Sunday, April 14, 2013

It's time Makua Mutua let it go.

Prof Makau Mutua's animus for the new President and Deputy President continues unabated (Is there too much Ruto at President Kenyatta's side? Sunday Nation, April, 14, 2013.) Mr Mutua, in the guise of analysing the chances of success or failure in the UhuRuto partnership, reads mischief in the apparently close contact between the principals of Kenya's fourth administration. This author will not deny the scale of Mr Ruto's ambition; it has been plain to see ever since he joined active politics as one of President Moi's ardent foot-soldiers in the 1990s. This author will also not deny that the glue that holds the two together is their shared experience of being indictees of the International Criminal Court. But this author would find it very unusual that the two would not be seen together in the first months of their administration; before the machinery of their administration begins to work with precision, the two must be seen together in order to cement in the minds of Kenyans that theirs is a partnership that will run the full course.
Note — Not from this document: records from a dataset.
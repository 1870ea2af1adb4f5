use crate::error::{AnalysisError, AnalysisResult};
use serde::{Deserialize, Serialize};

#[derive(Debug, Clone, PartialEq, Serialize, Deserialize)]
pub struct Config {
    /// Rows printed by the explore step at each cleaning stage.
    pub sample_rows: usize,
    pub datasets: Vec<DatasetConfig>,
}

#[derive(Debug, Clone, PartialEq, Serialize, Deserialize)]
pub struct DatasetConfig {
    pub label: String,
    pub path: String,
    pub name_column: usize,
    pub price_column: usize,
    /// Exact price string marking a free app, e.g. "0" or "0.0".
    pub free_price: String,
    #[serde(default)]
    pub frequency_columns: Vec<usize>,
    pub dedup: Option<DedupConfig>,
    #[serde(default)]
    pub averages: Vec<AverageConfig>,
    #[serde(default)]
    pub drilldowns: Vec<DrilldownConfig>,
}

#[derive(Debug, Clone, PartialEq, Serialize, Deserialize)]
pub struct DedupConfig {
    pub review_column: usize,
    #[serde(default)]
    pub ordering: ReviewOrdering,
}

/// How review counts are compared when picking the row to keep.
#[derive(Debug, Clone, Copy, Default, PartialEq, Eq, Serialize, Deserialize)]
pub enum ReviewOrdering {
    #[default]
    #[serde(rename = "numeric")]
    Numeric,
    #[serde(rename = "lexicographic")]
    Lexicographic,
}

#[derive(Debug, Clone, PartialEq, Serialize, Deserialize)]
pub struct AverageConfig {
    pub title: String,
    pub category_column: usize,
    pub value_column: usize,
    #[serde(default)]
    pub normalizer: ValueNormalizer,
}

/// Cleanup applied to a raw field before it is parsed as a number.
#[derive(Debug, Clone, Copy, Default, PartialEq, Eq, Serialize, Deserialize)]
pub enum ValueNormalizer {
    #[default]
    #[serde(rename = "none")]
    None,
    /// "10,000,000+" -> "10000000"
    #[serde(rename = "installs")]
    Installs,
    /// "NaN" -> "0"
    #[serde(rename = "missing_as_zero")]
    MissingAsZero,
}

#[derive(Debug, Clone, PartialEq, Serialize, Deserialize)]
pub struct DrilldownConfig {
    pub category_column: usize,
    pub category: String,
    pub value_column: usize,
    pub value_label: String,
    pub only_if: Option<ColumnMatch>,
}

#[derive(Debug, Clone, PartialEq, Serialize, Deserialize)]
pub struct ColumnMatch {
    pub column: usize,
    pub equals: String,
}

impl Default for Config {
    fn default() -> Self {
        Self {
            sample_rows: 3,
            datasets: vec![app_store_defaults(), google_play_defaults()],
        }
    }
}

fn app_store_defaults() -> DatasetConfig {
    let genre = 11;
    let ratings_count = 5;
    let user_rating = 8;
    let drilldown = |category: &str, value_column: usize| DrilldownConfig {
        category_column: genre,
        category: category.to_string(),
        value_column,
        value_label: "user ratings".to_string(),
        only_if: None,
    };

    DatasetConfig {
        label: "App Store".to_string(),
        path: "AppleStore.csv".to_string(),
        name_column: 1,
        price_column: 4,
        free_price: "0.0".to_string(),
        frequency_columns: vec![genre],
        dedup: None,
        averages: vec![
            AverageConfig {
                title: "Average number of user ratings per genre".to_string(),
                category_column: genre,
                value_column: ratings_count,
                normalizer: ValueNormalizer::None,
            },
            AverageConfig {
                title: "Average user rating per genre".to_string(),
                category_column: genre,
                value_column: user_rating,
                normalizer: ValueNormalizer::None,
            },
        ],
        drilldowns: vec![
            drilldown("Navigation", ratings_count),
            drilldown("Reference", ratings_count),
            drilldown("Games", ratings_count),
            drilldown("Reference", user_rating),
            drilldown("Productivity", user_rating),
            drilldown("Games", user_rating),
        ],
    }
}

fn google_play_defaults() -> DatasetConfig {
    let category = 1;
    let rating = 2;
    let installs = 5;

    DatasetConfig {
        label: "Google Play".to_string(),
        path: "googleplaystore.csv".to_string(),
        name_column: 0,
        price_column: 7,
        free_price: "0".to_string(),
        frequency_columns: vec![9, category],
        dedup: Some(DedupConfig {
            review_column: 3,
            ordering: ReviewOrdering::Numeric,
        }),
        averages: vec![
            AverageConfig {
                title: "Average installs per category".to_string(),
                category_column: category,
                value_column: installs,
                normalizer: ValueNormalizer::Installs,
            },
            AverageConfig {
                title: "Average rating per category".to_string(),
                category_column: category,
                value_column: rating,
                normalizer: ValueNormalizer::MissingAsZero,
            },
        ],
        drilldowns: vec![
            DrilldownConfig {
                category_column: category,
                category: "BOOKS_AND_REFERENCE".to_string(),
                value_column: installs,
                value_label: "installs".to_string(),
                only_if: Some(ColumnMatch {
                    column: installs,
                    equals: "10,000,000+".to_string(),
                }),
            },
            DrilldownConfig {
                category_column: category,
                category: "BOOKS_AND_REFERENCE".to_string(),
                value_column: rating,
                value_label: "rating".to_string(),
                only_if: None,
            },
        ],
    }
}

impl Config {
    pub fn load_from_file(file_path: &str) -> anyhow::Result<Self> {
        let content = std::fs::read_to_string(file_path)?;
        let config: Config = toml::from_str(&content)?;
        Ok(config)
    }

    pub fn save_to_file(&self, file_path: &str) -> anyhow::Result<()> {
        let content = toml::to_string_pretty(self)?;
        std::fs::write(file_path, content)?;
        Ok(())
    }
}

/// One CSV record, kept as raw strings alongside the line it was read from.
#[derive(Debug, Clone, PartialEq)]
pub struct Row {
    pub line: u64,
    pub fields: Vec<String>,
}

impl Row {
    pub fn new(line: u64, fields: Vec<String>) -> Self {
        Self { line, fields }
    }

    pub fn field(&self, column: usize) -> AnalysisResult<&str> {
        self.fields
            .get(column)
            .map(String::as_str)
            .ok_or(AnalysisError::MissingColumn {
                line: self.line,
                column,
                len: self.fields.len(),
            })
    }

    pub fn number(&self, column: usize, normalizer: ValueNormalizer) -> AnalysisResult<f64> {
        let raw = self.field(column)?;
        normalize_number(raw, normalizer)
            .trim()
            .parse::<f64>()
            .map_err(|_| AnalysisError::InvalidNumber {
                line: self.line,
                column,
                value: raw.to_string(),
            })
    }
}

/// Apply a [`ValueNormalizer`] to a raw field, returning the text to parse.
pub fn normalize_number(raw: &str, normalizer: ValueNormalizer) -> String {
    use regex::Regex;
    use std::sync::OnceLock;

    static INSTALLS_NOISE: OnceLock<Regex> = OnceLock::new();

    match normalizer {
        ValueNormalizer::None => raw.to_string(),
        ValueNormalizer::Installs => INSTALLS_NOISE
            .get_or_init(|| Regex::new(r"[+,]").unwrap())
            .replace_all(raw, "")
            .into_owned(),
        ValueNormalizer::MissingAsZero => raw.replace("NaN", "0"),
    }
}

#[derive(Debug, Clone)]
pub struct Dataset {
    pub label: String,
    pub header: Vec<String>,
    pub rows: Vec<Row>,
}

impl Dataset {
    pub fn column_count(&self) -> usize {
        self.header.len()
    }
}

#[cfg(test)]
mod tests {
    use super::*;

    #[test]
    fn installs_normalizer_strips_plus_and_commas() {
        assert_eq!(normalize_number("10,000,000+", ValueNormalizer::Installs), "10000000");
        assert_eq!(normalize_number("0", ValueNormalizer::Installs), "0");
    }

    #[test]
    fn missing_marker_becomes_zero() {
        let row = Row::new(7, vec!["Pocket".into(), "NaN".into()]);
        assert_eq!(row.number(1, ValueNormalizer::MissingAsZero), Ok(0.0));
    }

    #[test]
    fn number_reports_line_and_raw_value() {
        let row = Row::new(12, vec!["Slack".into(), "Varies".into()]);
        assert_eq!(
            row.number(1, ValueNormalizer::None),
            Err(AnalysisError::InvalidNumber {
                line: 12,
                column: 1,
                value: "Varies".into(),
            })
        );
    }

    #[test]
    fn field_out_of_range_is_an_error() {
        let row = Row::new(3, vec!["only".into()]);
        assert_eq!(
            row.field(4),
            Err(AnalysisError::MissingColumn { line: 3, column: 4, len: 1 })
        );
    }

    #[test]
    fn default_config_survives_toml() {
        let config = Config::default();
        let text = toml::to_string_pretty(&config).unwrap();
        let parsed: Config = toml::from_str(&text).unwrap();
        assert_eq!(parsed, config);
    }

    #[test]
    fn config_file_round_trip() {
        let dir = tempfile::tempdir().unwrap();
        let path = dir.path().join("app-profile.toml");
        let path = path.to_str().unwrap();

        let mut config = Config::default();
        config.sample_rows = 5;
        if let Some(dedup) = config.datasets[1].dedup.as_mut() {
            dedup.ordering = ReviewOrdering::Lexicographic;
        }
        config.save_to_file(path).unwrap();

        let text = std::fs::read_to_string(path).unwrap();
        assert!(text.contains("ordering = \"lexicographic\""));
        assert_eq!(Config::load_from_file(path).unwrap(), config);
    }

    #[test]
    fn loading_a_missing_config_fails() {
        let dir = tempfile::tempdir().unwrap();
        let path = dir.path().join("absent.toml");
        assert!(Config::load_from_file(path.to_str().unwrap()).is_err());
    }

    #[test]
    fn default_config_matches_marketplace_layouts() {
        let config = Config::default();
        let paths: Vec<&str> = config.datasets.iter().map(|d| d.path.as_str()).collect();
        assert_eq!(paths, ["AppleStore.csv", "googleplaystore.csv"]);
        assert_eq!(config.datasets[0].free_price, "0.0");
        assert_eq!(config.datasets[1].free_price, "0");
        assert!(config.datasets[0].dedup.is_none());
        assert_eq!(config.datasets[1].dedup.as_ref().map(|d| d.review_column), Some(3));
    }
}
For instance, the President and Deputy President agreed on a fifty-fifty split of the Cabinet and Principal Secretaries' slots in their administration. Were they simply carrying on from a previous administration, the issue could be sorted out via e-mail, or as they joked on the campaign trail, Skype, they being the Digital Generation. But surely, even Mr Mutua must admit that that is not how politics is done. The two must, necessarily, meet and be seen to be meeting, when agreeing on who will and who won't be in the senior ranks of their fledgling administration. They must also, necessarily, be seen to be presenting a united front in their initial dealings with Parliament. The ramblings among Members of the National Assembly regarding the niggardliness of the Salaries and Remuneration Commission presents them with a political problem that must be solved quickly. Any hint that either may be peeled away from the other and convinced as to the wisdom of raising the MPs' salaries will spell doom for their economic and financial plans for the public service and the nation at large.

Mr Mutua is on record as rejecting the Uhuru Kenyatta presidency. Why, then, is he so keen to offer unsolicited advice to the duo? Would it not, perhaps, be better of the partnership was riven with discord from the very beginning in order to ensure that it is so strong at the next general election? Perhaps, despite his animus for the new administration, Mr Mutua does want them to succeed. It is what any patriot would want regardless of their personal feelings or political convictions. After all, if the UhuRuto administration is successful, then the nation advances that much closer to economic Shangri-La for the masses.

This author believes, albeit without any proof whatsoever, that the seemingly close contact between the President and Deputy President will lessen when their administration functions like a well-oiled machine, or as close to it as they can get it. Both will be too busy to be seen holding hands all the time. For sure, every now and then, political capital will have to be raised by shows of solidarity between the two very different men, but it will not be the leitmotif of their administration. Kusema na Kutenda was their campaign slogan; it will only be true once they get down to the serious business of governing and it will only be demonstrated when both spend more time getting things done than shows of political bromance.